My mind is caught in the middle of my career up-til-now, and my career from here-on-out. It’s causing me a lot of emotional and physical pain. I am stressed. I want to find a pressure release valve, yet I feel my body slowly shirking away from my favorite forms of physical activity. I feel weak.

Among other stressors in my life, like the uncertainty in my relationship and all the regular financial/day-to-day concerns, I have been having some of the worst sleep of my life this summer and I can’t quite figure out why.

Often, I get terrible bouts of insomnia on nights when my boyfriend sleeps over. He’s not a particularly loud or disruptive sleeper. In fact, he’s relatively quiet and self-contained. But since sometime in late May, weeks after my internship ended, I have had so many troubled nights of sleep. So much so that I will sometimes crawl onto the floor in an effort to toss and turn without disturbing him, or I will take my pillow and go to the couch in the living room downstairs. It’s embarrassing. I often feel like I ruin a completely good Saturday for myself by entertaining a buzzing mind until 3 or 4 in the morning.

On nights when he doesn’t sleep over, my sleep is a bit better, but I am still waking up fatigued more often than not. It doesn’t seem to matter if I get 9 hours of sleep or 6, I keep waking up feeling as though I’d been running circles in my sleep. My Fitbit tracker often shows me as waking up several times a night for more than 3 or 4 minutes at a time, and my deep sleep/REM phases are often disturbed.

All of this has been occurring even with daily exercise and leisurely reading and plenty of socializing. On nights when my insomnia is at its worst, I often want to just lay there and cry. This past Friday, as I laid still in bed, my heart started racing to nearly 90 beats a minute, until I was sweating.

I don’t know what’s going on. Yet. I am most certain it is a mixture of my relationship confusion, my vocational questioning, and my natural inclination toward neuroticism. Eating more sugar than normal, sleeping in the top floor of a house with no air conditioning, and scrolling through my phone late at night definitely isn’t helping, either.

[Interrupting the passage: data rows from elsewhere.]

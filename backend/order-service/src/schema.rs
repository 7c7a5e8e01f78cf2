//! Write-database bootstrap. Runs at startup; failure is fatal.

use sqlx::MySqlPool;
use tracing::info;

pub async fn ensure_tables(pool: &MySqlPool) -> Result<(), sqlx::Error> {
    sqlx::query(
        r#"
        CREATE TABLE IF NOT EXISTS orders (
            id BIGINT UNSIGNED NOT NULL AUTO_INCREMENT,
            user_id BIGINT UNSIGNED NOT NULL,
            status VARCHAR(16) NOT NULL,
            total_amount DOUBLE NOT NULL,
            created_at DATETIME(6) NOT NULL,
            PRIMARY KEY (id),
            KEY idx_orders_user (user_id)
        )
        "#,
    )
    .execute(pool)
    .await?;

    sqlx::query(
        r#"
        CREATE TABLE IF NOT EXISTS order_products (
            order_id BIGINT UNSIGNED NOT NULL,
            product_id BIGINT UNSIGNED NOT NULL,
            quantity INT NOT NULL,
            unit_price DOUBLE NOT NULL,
            PRIMARY KEY (order_id, product_id)
        )
        "#,
    )
    .execute(pool)
    .await?;

    sqlx::query(
        r#"
        CREATE TABLE IF NOT EXISTS outbox (
            id BIGINT UNSIGNED NOT NULL AUTO_INCREMENT,
            aggregate VARCHAR(64) NOT NULL,
            event_type VARCHAR(64) NOT NULL,
            payload JSON NOT NULL,
            headers JSON NULL,
            created_at DATETIME(6) NOT NULL,
            processed_at DATETIME(6) NULL,
            PRIMARY KEY (id),
            KEY idx_outbox_pending (processed_at, created_at)
        )
        "#,
    )
    .execute(pool)
    .await?;

    info!("database schema ensured");
    Ok(())
}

As with most things I’ve learned in the last few years, the pain, the anxiety, the insomnia, and the professional quandaries aren’t going to disappear on their own. Ignoring them isn’t going to make them better. Continuing to eat like garbage and do things that I know aren’t going to make sleep easier is an obvious fix.

So, why then, is it so hard?

I’m not sure. I think I should figure it out. I’ve got only a little bit of time left before I need to be back in my therapist state-of-mind.

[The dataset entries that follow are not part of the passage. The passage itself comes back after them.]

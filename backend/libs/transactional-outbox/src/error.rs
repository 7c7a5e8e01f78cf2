use thiserror::Error;

pub type OutboxResult<T> = Result<T, OutboxError>;

#[derive(Debug, Error)]
pub enum OutboxError {
    #[error("outbox database error: {0}")]
    Database(#[from] sqlx::Error),

    #[error("failed to serialize outbox payload: {0}")]
    Serialization(#[from] serde_json::Error),

    #[error("outbox entry {0} not found")]
    EntryNotFound(u64),

    #[error("failed to publish outbox entry: {0}")]
    PublishFailed(String),
}
use sqlx::MySqlPool;
use tracing::debug;

use crate::error::{AppError, Result};
use crate::models::Product;

/// Queries against the `products` table, including the transactional stock
/// movements the order consumer relies on.
pub struct ProductRepository {
    pool: MySqlPool,
}

impl ProductRepository {
    pub fn new(pool: MySqlPool) -> Self {
        Self { pool }
    }

    pub async fn get_by_id(&self, id: u64) -> Result<Product> {
        let product = sqlx::query_as::<_, Product>(
            "SELECT id, name, price, stock, created_at FROM products WHERE id = ?",
        )
        .bind(id)
        .fetch_optional(&self.pool)
        .await?;

        product.ok_or(AppError::NotFound(id))
    }

    pub async fn list(&self) -> Result<Vec<Product>> {
        let products = sqlx::query_as::<_, Product>(
            "SELECT id, name, price, stock, created_at FROM products ORDER BY id ASC",
        )
        .fetch_all(&self.pool)
        .await?;

        Ok(products)
    }

    /// Atomically decrement stock. The row is locked for the read-modify-
    /// write so concurrent reservations cannot both pass the check.
    pub async fn reserve_stock(&self, product_id: u64, quantity: i32) -> Result<()> {
        let mut tx = self.pool.begin().await?;

        let mut product = sqlx::query_as::<_, Product>(
            "SELECT id, name, price, stock, created_at FROM products WHERE id = ? FOR UPDATE",
        )
        .bind(product_id)
        .fetch_optional(&mut *tx)
        .await?
        .ok_or(AppError::NotFound(product_id))?;

        product.reserve(quantity)?;

        sqlx::query("UPDATE products SET stock = ? WHERE id = ?")
            .bind(product.stock)
            .bind(product_id)
            .execute(&mut *tx)
            .await?;

        tx.commit().await?;

        debug!(product_id, quantity, remaining = product.stock, "stock reserved");
        Ok(())
    }

    /// Atomically return stock.
    pub async fn release_stock(&self, product_id: u64, quantity: i32) -> Result<()> {
        let mut tx = self.pool.begin().await?;

        let mut product = sqlx::query_as::<_, Product>(
            "SELECT id, name, price, stock, created_at FROM products WHERE id = ? FOR UPDATE",
        )
        .bind(product_id)
        .fetch_optional(&mut *tx)
        .await?
        .ok_or(AppError::NotFound(product_id))?;

        product.release(quantity);

        sqlx::query("UPDATE products SET stock = ? WHERE id = ?")
            .bind(product.stock)
            .bind(product_id)
            .execute(&mut *tx)
            .await?;

        tx.commit().await?;

        debug!(product_id, quantity, stock = product.stock, "stock released");
        Ok(())
    }
}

For now, though, I’m going to go hang out with my hedgehog and watch some Netflix. Maybe I’ll even meditate a little before bed.

❤ Em

3 thoughts on “Work, Sleep, and Other Ridiculous Things

  1. heathermangan says:

    Although I am new to the mental health profession, I think what you experiencing in stress and hesitation about your new internship is really normal. It’s a taxing field, and you have to build yourself over and over. Sending you lots of support as you figure it all out!